As for why you don’t need it; unless you actually have some UPnP devices on your local network, there is no one for the Windows UPnP system to talk to. It was bizarre and irresponsible for Microsoft to turn every Windows machine into a Universal Plug & Play Internet server, opening every machine to wide ranging Internet exploitation. It is still irresponsible today.
Will a personal firewall, like ZoneAlarm, protect my system?

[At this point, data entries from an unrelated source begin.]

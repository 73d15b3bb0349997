use chrono::{DateTime, Utc};
use serde::{Deserialize, Serialize};

/// A third-party account linked to the current user
#[derive(Debug, Clone, Serialize, Deserialize)]
pub struct UnipileAccount {
    pub id: String,
    pub user_email: String,
    /// e.g. "linkedin"
    pub provider: String,
    /// Account ID assigned by Unipile
    pub account_id: String,
    pub created_at: Option<DateTime<Utc>>,
    pub updated_at: Option<DateTime<Utc>>,
}

#[derive(Debug, Clone, Deserialize)]
pub struct AccountsResponse {
    #[serde(default)]
    pub message: Option<String>,
    // The backend sends null rather than [] when nothing is linked
    #[serde(default)]
    accounts: Option<Vec<UnipileAccount>>,
}

impl AccountsResponse {
    pub fn into_accounts(self) -> Vec<UnipileAccount> {
        self.accounts.unwrap_or_default()
    }
}

#[derive(Debug, Clone, Serialize)]
pub struct BasicLinkRequest<'a> {
    pub username: &'a str,
    pub password: &'a str,
}

#[derive(Debug, Clone, Serialize)]
pub struct CookieLinkRequest<'a> {
    pub access_token: &'a str,
    pub user_agent: &'a str,
}

#[derive(Debug, Clone, Serialize)]
pub struct CheckpointRequest<'a> {
    pub account_id: &'a str,
    /// 2FA/OTP code or phone number, depending on the checkpoint
    pub code: &'a str,
}

/// Raw body of a link or checkpoint response.
/// 200 carries `{message, account_id}`, 202 adds `checkpoint_type`.
#[derive(Debug, Clone, Serialize, Deserialize)]
pub struct LinkResponse {
    #[serde(default)]
    pub message: Option<String>,
    pub account_id: String,
    #[serde(default)]
    pub checkpoint_type: Option<String>,
}

/// Result of a linking step
#[derive(Debug, Clone, PartialEq, Eq, Serialize)]
#[serde(tag = "status", rename_all = "snake_case")]
pub enum LinkOutcome {
    /// The account is linked
    Connected { account_id: String },
    /// Unipile wants a checkpoint solved before the account can be linked.
    /// Pass `account_id` back to `solve_checkpoint`.
    CheckpointRequired {
        account_id: String,
        checkpoint_type: String,
    },
}

impl LinkOutcome {
    pub fn account_id(&self) -> &str {
        match self {
            LinkOutcome::Connected { account_id }
            | LinkOutcome::CheckpointRequired { account_id, .. } => account_id,
        }
    }

    pub fn needs_checkpoint(&self) -> bool {
        matches!(self, LinkOutcome::CheckpointRequired { .. })
    }
}

impl From<LinkResponse> for LinkOutcome {
    fn from(resp: LinkResponse) -> Self {
        match resp.checkpoint_type.filter(|t| !t.is_empty()) {
            Some(checkpoint_type) => LinkOutcome::CheckpointRequired {
                account_id: resp.account_id,
                checkpoint_type,
            },
            None => LinkOutcome::Connected {
                account_id: resp.account_id,
            },
        }
    }
}

#[cfg(test)]
mod tests {
    use super::*;

    #[test]
    fn test_parse_accounts_response() {
        let json = r#"{"message": "Get success", "accounts": [{"id": "6f1c1f7e-3b0d-4d8e-9f57-0c2a1b9d4e11", "user_email": "a@b.co", "provider": "linkedin", "account_id": "acc_123", "created_at": "2025-03-01T10:15:00Z", "updated_at": "2025-03-01T10:15:00Z"}]}"#;
        let accounts = serde_json::from_str::<AccountsResponse>(json)
            .unwrap()
            .into_accounts();
        assert_eq!(accounts.len(), 1);
        assert_eq!(accounts[0].provider, "linkedin");
        assert_eq!(accounts[0].account_id, "acc_123");
    }

    #[test]
    fn test_null_accounts_is_empty() {
        let resp: AccountsResponse =
            serde_json::from_str(r#"{"message": "Get success", "accounts": null}"#).unwrap();
        assert!(resp.into_accounts().is_empty());
    }

    #[test]
    fn test_link_outcome_connected() {
        let resp: LinkResponse =
            serde_json::from_str(r#"{"message": "linked", "account_id": "acc_1"}"#).unwrap();
        let outcome = LinkOutcome::from(resp);
        assert_eq!(
            outcome,
            LinkOutcome::Connected {
                account_id: "acc_1".to_string()
            }
        );
        assert!(!outcome.needs_checkpoint());
    }

    #[test]
    fn test_link_outcome_checkpoint() {
        let resp: LinkResponse = serde_json::from_str(
            r#"{"message": "checkpoint", "account_id": "intent_9", "checkpoint_type": "2FA"}"#,
        )
        .unwrap();
        let outcome = LinkOutcome::from(resp);
        assert!(outcome.needs_checkpoint());
        assert_eq!(outcome.account_id(), "intent_9");
    }

    #[test]
    fn test_link_request_wire_format() {
        let body = serde_json::to_value(CookieLinkRequest {
            access_token: "li_at",
            user_agent: "Mozilla/5.0",
        })
        .unwrap();
        assert_eq!(
            body,
            serde_json::json!({"access_token": "li_at", "user_agent": "Mozilla/5.0"})
        );
    }
}
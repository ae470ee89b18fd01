use rand::Rng;

use crate::error::{Result, SimError, Stage};

use super::hits::HitList;
use super::pulse::{self, AnalogBuffers};
use super::{ElectronicsConfig, HIT_TIME_SCALE, ParameterSet};

/// Buffer index at which the pulse of a hit arriving at `time` starts.
pub fn placement_offset(config: &ElectronicsConfig, time: f64, t_min: f64) -> i64 {
    (HIT_TIME_SCALE * (time - t_min) + config.window_offset()).floor() as i64
}

/// Superpose one gain-scaled pulse template per hit into the analog buffers.
///
/// Hits are placed relative to the list's `Tmin`. A hit whose pulse would not
/// fit inside its channel buffer aborts synthesis.
pub fn synthesize<R: Rng + ?Sized>(
    config: &ElectronicsConfig,
    params: &ParameterSet,
    hits: &HitList,
    buffers: &mut AnalogBuffers,
    rng: &mut R,
) -> Result<()> {
    let t_min = hits.t_min();

    for hit in hits {
        let amplitude = pulse::draw_amplitude(&params.amplitudes, rng);
        let offset = placement_offset(config, hit.time, t_min);
        pulse::superpose_pulse(buffers.channel_mut(hit.channel), &params.pulse, offset, amplitude)
            .map_err(|e| SimError::OutOfRange {
                stage: Stage::Synthesis,
                channel: hit.channel,
                offset: e.offset,
                len: e.len,
            })?;
    }

    log::debug!(
        "Synthesized {} hits into {} channels (Tmin = {})",
        hits.len(),
        buffers.n_chan(),
        t_min
    );
    Ok(())
}
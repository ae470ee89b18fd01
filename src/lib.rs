//! Photomultiplier front-end electronics simulator.
//!
//! Turns per-channel photoelectron arrival times into digitized ADC samples:
//! pulse-template superposition, Poisson dark-current background, and a
//! calibrated, pedestal- and interference-corrected digitizer.

pub mod config;
pub mod data_io;
pub mod error;
pub mod pipeline;
pub mod pmt;

pub use error::{Result, SimError, Stage};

If you disable the unnecessary UPnP service you will not be vulnerable to current or future UPnP exploits whether or not you have a personal firewall. Our experiments and independent reports have indicated that some personal firewalls are penetrated by the UPnP service while others are effective in protecting the machine. Our ShieldsUP! Port Probe now checks for the UPnP TCP server running on port 5000. This allows you to determine whether that UPnP port is exposed to the world. However, you should not consider this conclusive since the UPnP protocol also uses UDP datagram messages which ShieldsUP! was not designed to test.
UnPnP says that UPnP is safely disabled, but my system’s personal firewall keeps reporting UPnP traffic on port 1900.
UnPlug and Pray shuts down the UPnP server services, but it does not prevent Windows or its programs from acting as UPnP clients. Client programs like Windows itself, and later versions of Windows Messenger, periodically search the local network for a UPnP router to control. This network noise is annoying, but it does not mean that Windows’ UPnP server is still active and insecure.
Will a NAT Router, like a LinkSys, protect my system?
A non-UPnP aware NAT router makes a terrific hardware firewall since it discards unexpected and unsolicited inbound Internet packets. But as routers become UPnP-aware their behavior will need to be carefully scrutinized with regard to Internet pass-through. We can hope that they will offer explicit UPnP security to prevent external traffic from entering the internal network. But in any event, our ShieldsUP! Port Probe can always be used to quickly check your network’s external UPnP profile.
How can UnPlug n’ Pray be so small?  Only 22 kbytes?
I have been programming computers for more than three decades. There’s nothing I love more. You can see this experience and caring in every piece of software I create. I write all of my software in 100% pure assembly language — the raw native language of the Intel microprocessor. I use it because, as the actual language of the system, it requires no inefficient translation from an easier-to-use “high level” language.

Some people develop software because its their job — it’s what they do to survive. I do it for the sheer joy of creating and sharing useful, tight, efficient and effective tools. It is one of my favorite forms of communication.